REQUIREMENT: Write out the full set of records below exactly.

Entries taken from a collection

•••

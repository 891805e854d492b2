use std::fs;
use std::io::{self, Write as _};
use std::path::Path;
use std::sync::{Arc, Mutex};

use tailkeep_core::{source_chain, Range, RangeList, RangeTracker};
use tokio::sync::{mpsc, oneshot};
use tracing::Instrument as _;

use crate::config::ManagerConfig;
use crate::error::ManagerError;

/// The producer-facing handle for a source's positional state.
///
/// Cheap to clone: every clone shares the same bounded queue and replace
/// slot with the [`StateManagerRunner`] that was created alongside it.
#[derive(Clone)]
pub struct StateManager {
    config: Arc<ManagerConfig>,
    queue_tx: async_channel::Sender<Range>,
    queue_rx: async_channel::Receiver<Range>,
    replace_tx: mpsc::Sender<RangeTracker>,
}

/// The actor side of a [`StateManager`]: owns the consuming ends of the
/// queue and replace slot, and is consumed by [`StateManagerRunner::run`].
///
/// Split out from [`StateManager`] the way `SchedulerStarter` is split from
/// `Scheduler`: a handle that many callers can clone and use concurrently,
/// and a one-shot runner that is handed off to the task that drives it.
pub struct StateManagerRunner {
    config: Arc<ManagerConfig>,
    queue_rx: async_channel::Receiver<Range>,
    replace_rx: mpsc::Receiver<RangeTracker>,
}

impl StateManager {
    /// Construct a manager/runner pair for `config`. The runner must be
    /// handed to exactly one [`StateManagerRunner::run`] invocation.
    pub fn new(config: ManagerConfig) -> (StateManager, StateManagerRunner) {
        let (queue_tx, queue_rx) = async_channel::bounded(config.resolved_queue_size());
        let (replace_tx, replace_rx) = mpsc::channel(1);
        let config = Arc::new(config);

        let manager = StateManager {
            config: config.clone(),
            queue_tx,
            queue_rx: queue_rx.clone(),
            replace_tx,
        };
        let runner = StateManagerRunner { config, queue_rx, replace_rx };
        (manager, runner)
    }

    pub fn id(&self) -> &str {
        &self.config.name
    }

    /// Merge `r` into the running actor's tracker, non-blocking.
    ///
    /// If the bounded queue is full, the oldest pending item is dropped to
    /// make room (lossy oldest-first overflow policy).
    pub fn enqueue(&self, r: Range) {
        let mut pending = r;
        loop {
            match self.queue_tx.try_send(pending) {
                Ok(()) => return,
                Err(async_channel::TrySendError::Full(back)) => {
                    pending = back;
                    if self.queue_rx.try_recv().is_ok() {
                        tracing::debug!(name = %self.config.name, "state queue full, dropping oldest item");
                    }
                }
                Err(async_channel::TrySendError::Closed(_)) => return,
            }
        }
    }

    /// Read the persisted snapshot (if any) and hand a freshly-built
    /// tracker to the running actor via the single-slot replace channel.
    ///
    /// Returns the restored [`RangeList`] regardless of whether an actor is
    /// currently running to receive it. Call this once, before `run` starts
    /// consuming the replace slot's effect.
    pub fn restore(&self) -> Result<RangeList, ManagerError> {
        let Some(path) = self.config.state_path() else {
            return Ok(RangeList::default());
        };
        let path_str = path.display().to_string();

        let text = match fs::read_to_string(&path) {
            Ok(text) => text,
            Err(source) if source.kind() == io::ErrorKind::NotFound => {
                tracing::debug!(path = %path_str, "no existing state file");
                return Err(ManagerError::NotFound { path: path_str });
            }
            Err(source) => return Err(ManagerError::Io { path: path_str, source }),
        };

        let mut tracker = RangeTracker::new(self.config.max_persist_items);
        tracker
            .unmarshal_text(&text)
            .map_err(|source| ManagerError::InvalidMaxOffset { path: path_str, source })?;

        let ranges = tracker.ranges();
        let _ = self.replace_tx.try_send(tracker);
        Ok(ranges)
    }
}
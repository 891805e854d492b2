use thiserror::Error;

/// Error returned when decoding the textual form of a [`crate::Range`].
#[derive(Debug, Error, PartialEq, Eq)]
pub enum InvalidRange {
    #[error("range {0:?} is not of the form \"start-end\" or \"start-\"")]
    Malformed(String),
    #[error("range {0:?} contains a non-numeric offset")]
    NotANumber(String),
    #[error("range start={start} is not smaller than end={end}")]
    StartNotBeforeEnd { start: u64, end: u64 },
}

/// Error returned when decoding line 1 (`max_offset`) of a [`crate::RangeTracker`]
/// snapshot.
#[derive(Debug, Error, PartialEq, Eq)]
#[error("max offset {0:?} is not a non-negative decimal integer")]
pub struct InvalidMaxOffset(pub String);

/// Error returned when decoding line 3 (the range list) of a snapshot.
///
/// Callers of [`crate::RangeTracker::unmarshal_text`] never see this
/// directly: a bad line 3 is recovered from by seeding `[0, max_offset)`.
/// It exists so the recovery can still be logged with its cause.
#[derive(Debug, Error)]
#[error("range list {content:?} could not be parsed: {source}")]
pub struct InvalidContent {
    pub content: String,
    #[source]
    pub source: InvalidRange,
}

/// Walk an error's `source()` chain, formatting each link.
///
/// Used to give warn-level log lines the full causal chain instead of just
/// the top-level message.
pub fn source_chain(err: &dyn std::error::Error) -> String {
    let mut out = err.to_string();
    let mut cur = err.source();
    while let Some(source) = cur {
        out.push_str(": ");
        out.push_str(&source.to_string());
        cur = source.source();
    }
    out
}
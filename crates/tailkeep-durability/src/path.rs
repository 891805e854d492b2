use std::path::PathBuf;

/// Replace characters that are awkward or unsafe in a filename on common
/// filesystems: `/`, space, and `:`. Not reversible; collisions are the
/// caller's concern (unique source names are a configuration invariant,
/// not something this function detects).
pub fn escape(name: &str) -> String {
    name.replace('/', "_").replace(' ', "_").replace(':', "_")
}

/// Join `dir` with the escaped `name`, or `None` if `dir` is empty
/// (persistence disabled).
pub fn file_path(dir: &str, name: &str) -> Option<PathBuf> {
    if dir.is_empty() {
        return None;
    }
    Some(PathBuf::from(dir).join(escape(name)))
}
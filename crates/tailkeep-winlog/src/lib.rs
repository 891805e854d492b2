//! Windows Event Log gap-replay catch-up engine.
//!
//! Wraps the Windows Event Log subscription API (`EvtSubscribe`) with a
//! startup phase that replays any gap between the last persisted record id
//! and the live tail, so a crash or restart never silently drops events.
//! [`provider::EventProvider`] decouples the protocol in [`gap_replay`] from
//! the real API: [`windows::WinEventProvider`] backs it with `windows-sys`
//! `Wevtapi` calls on Windows, [`mock::MockProvider`] backs it with an
//! in-memory log everywhere else (including in this crate's own tests).

pub mod config;
pub mod error;
pub mod gap_replay;
pub mod mock;
pub mod provider;

#[cfg(windows)]
pub mod windows;

pub use config::GapReplayConfig;
pub use error::ProviderError;
pub use gap_replay::GapReplay;
pub use mock::MockProvider;
pub use provider::{EventProvider, QueryHandle, RecordIdFilter, SubscriptionHandle};

#[cfg(windows)]
pub use windows::WinEventProvider;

•••

SOLUTION TO THE EXERCISE:
repository 891805e854d492b2
use std::fs;
use std::io::{self, Write as _};
use std::path::Path;
use std::sync::{Arc, Mutex};

use tailkeep_core::{source_chain, Range, RangeList, RangeTracker};
use tokio::sync::{mpsc, oneshot};
use tracing::Instrument as _;

use crate::config::ManagerConfig;
use crate::error::ManagerError;

/// The producer-facing handle for a source's positional state.
///
/// Cheap to clone: every clone shares the same bounded queue and replace
/// slot with the [`StateManagerRunner`] that was created alongside it.
#[derive(Clone)]
pub struct StateManager {
    config: Arc<ManagerConfig>,
    queue_tx: async_channel::Sender<Range>,
    queue_rx: async_channel::Receiver<Range>,
    replace_tx: mpsc::Sender<RangeTracker>,
}

/// The actor side of a [`StateManager`]: owns the consuming ends of the
/// queue and replace slot, and is consumed by [`StateManagerRunner::run`].
///
/// Split out from [`StateManager`] the way `SchedulerStarter` is split from
/// `Scheduler`: a handle that many callers can clone and use concurrently,
/// and a one-shot runner that is handed off to the task that drives it.
pub struct StateManagerRunner {
    config: Arc<ManagerConfig>,
    queue_rx: async_channel::Receiver<Range>,
    replace_rx: mpsc::Receiver<RangeTracker>,
}

impl StateManager {
    /// Construct a manager/runner pair for `config`. The runner must be
    /// handed to exactly one [`StateManagerRunner::run`] invocation.
    pub fn new(config: ManagerConfig) -> (StateManager, StateManagerRunner) {
        let (queue_tx, queue_rx) = async_channel::bounded(config.resolved_queue_size());
        let (replace_tx, replace_rx) = mpsc::channel(1);
        let config = Arc::new(config);

        let manager = StateManager {
            config: config.clone(),
            queue_tx,
            queue_rx: queue_rx.clone(),
            replace_tx,
        };
        let runner = StateManagerRunner { config, queue_rx, replace_rx };
        (manager, runner)
    }

    pub fn id(&self) -> &str {
        &self.config.name
    }

    /// Merge `r` into the running actor's tracker, non-blocking.
    ///
    /// If the bounded queue is full, the oldest pending item is dropped to
    /// make room (lossy oldest-first overflow policy).
    pub fn enqueue(&self, r: Range) {
        let mut pending = r;
        loop {
            match self.queue_tx.try_send(pending) {
                Ok(()) => return,
                Err(async_channel::TrySendError::Full(back)) => {
                    pending = back;
                    if self.queue_rx.try_recv().is_ok() {
                        tracing::debug!(name = %self.config.name, "state queue full, dropping oldest item");
                    }
                }
                Err(async_channel::TrySendError::Closed(_)) => return,
            }
        }
    }

    /// Read the persisted snapshot (if any) and hand a freshly-built
    /// tracker to the running actor via the single-slot replace channel.
    ///
    /// Returns the restored [`RangeList`] regardless of whether an actor is
    /// currently running to receive it. Call this once, before `run` starts
    /// consuming the replace slot's effect.
    pub fn restore(&self) -> Result<RangeList, ManagerError> {
        let Some(path) = self.config.state_path() else {
            return Ok(RangeList::default());
        };
        let path_str = path.display().to_string();

        let text = match fs::read_to_string(&path) {
            Ok(text) => text,
            Err(source) if source.kind() == io::ErrorKind::NotFound => {
                tracing::debug!(path = %path_str, "no existing state file");
                return Err(ManagerError::NotFound { path: path_str });
            }
            Err(source) => return Err(ManagerError::Io { path: path_str, source }),
        };

        let mut tracker = RangeTracker::new(self.config.max_persist_items);
        tracker
            .unmarshal_text(&text)
            .map_err(|source| ManagerError::InvalidMaxOffset { path: path_str, source })?;

        let ranges = tracker.ranges();
        let _ = self.replace_tx.try_send(tracker);
        Ok(ranges)
    }
}
repository 891805e854d492b2
use thiserror::Error;

/// Error returned when decoding the textual form of a [`crate::Range`].
#[derive(Debug, Error, PartialEq, Eq)]
pub enum InvalidRange {
    #[error("range {0:?} is not of the form \"start-end\" or \"start-\"")]
    Malformed(String),
    #[error("range {0:?} contains a non-numeric offset")]
    NotANumber(String),
    #[error("range start={start} is not smaller than end={end}")]
    StartNotBeforeEnd { start: u64, end: u64 },
}

/// Error returned when decoding line 1 (`max_offset`) of a [`crate::RangeTracker`]
/// snapshot.
#[derive(Debug, Error, PartialEq, Eq)]
#[error("max offset {0:?} is not a non-negative decimal integer")]
pub struct InvalidMaxOffset(pub String);

/// Error returned when decoding line 3 (the range list) of a snapshot.
///
/// Callers of [`crate::RangeTracker::unmarshal_text`] never see this
/// directly: a bad line 3 is recovered from by seeding `[0, max_offset)`.
/// It exists so the recovery can still be logged with its cause.
#[derive(Debug, Error)]
#[error("range list {content:?} could not be parsed: {source}")]
pub struct InvalidContent {
    pub content: String,
    #[source]
    pub source: InvalidRange,
}

/// Walk an error's `source()` chain, formatting each link.
///
/// Used to give warn-level log lines the full causal chain instead of just
/// the top-level message.
pub fn source_chain(err: &dyn std::error::Error) -> String {
    let mut out = err.to_string();
    let mut cur = err.source();
    while let Some(source) = cur {
        out.push_str(": ");
        out.push_str(&source.to_string());
        cur = source.source();
    }
    out
}
filename crates/tailkeep-durability/src/path.rs
repository 891805e854d492b2
use std::path::PathBuf;

/// Replace characters that are awkward or unsafe in a filename on common
/// filesystems: `/`, space, and `:`. Not reversible; collisions are the
/// caller's concern (unique source names are a configuration invariant,
/// not something this function detects).
pub fn escape(name: &str) -> String {
    name.replace('/', "_").replace(' ', "_").replace(':', "_")
}

/// Join `dir` with the escaped `name`, or `None` if `dir` is empty
/// (persistence disabled).
pub fn file_path(dir: &str, name: &str) -> Option<PathBuf> {
    if dir.is_empty() {
        return None;
    }
    Some(PathBuf::from(dir).join(escape(name)))
}
filename crates/tailkeep-winlog/src/lib.rs
repository 891805e854d492b2
//! Windows Event Log gap-replay catch-up engine.
//!
//! Wraps the Windows Event Log subscription API (`EvtSubscribe`) with a
//! startup phase that replays any gap between the last persisted record id
//! and the live tail, so a crash or restart never silently drops events.
//! [`provider::EventProvider`] decouples the protocol in [`gap_replay`] from
//! the real API: [`windows::WinEventProvider`] backs it with `windows-sys`
//! `Wevtapi` calls on Windows, [`mock::MockProvider`] backs it with an
//! in-memory log everywhere else (including in this crate's own tests).

pub mod config;
pub mod error;
pub mod gap_replay;
pub mod mock;
pub mod provider;

#[cfg(windows)]
pub mod windows;

pub use config::GapReplayConfig;
pub use error::ProviderError;
pub use gap_replay::GapReplay;
pub use mock::MockProvider;
pub use provider::{EventProvider, QueryHandle, RecordIdFilter, SubscriptionHandle};

#[cfg(windows)]
pub use windows::WinEventProvider;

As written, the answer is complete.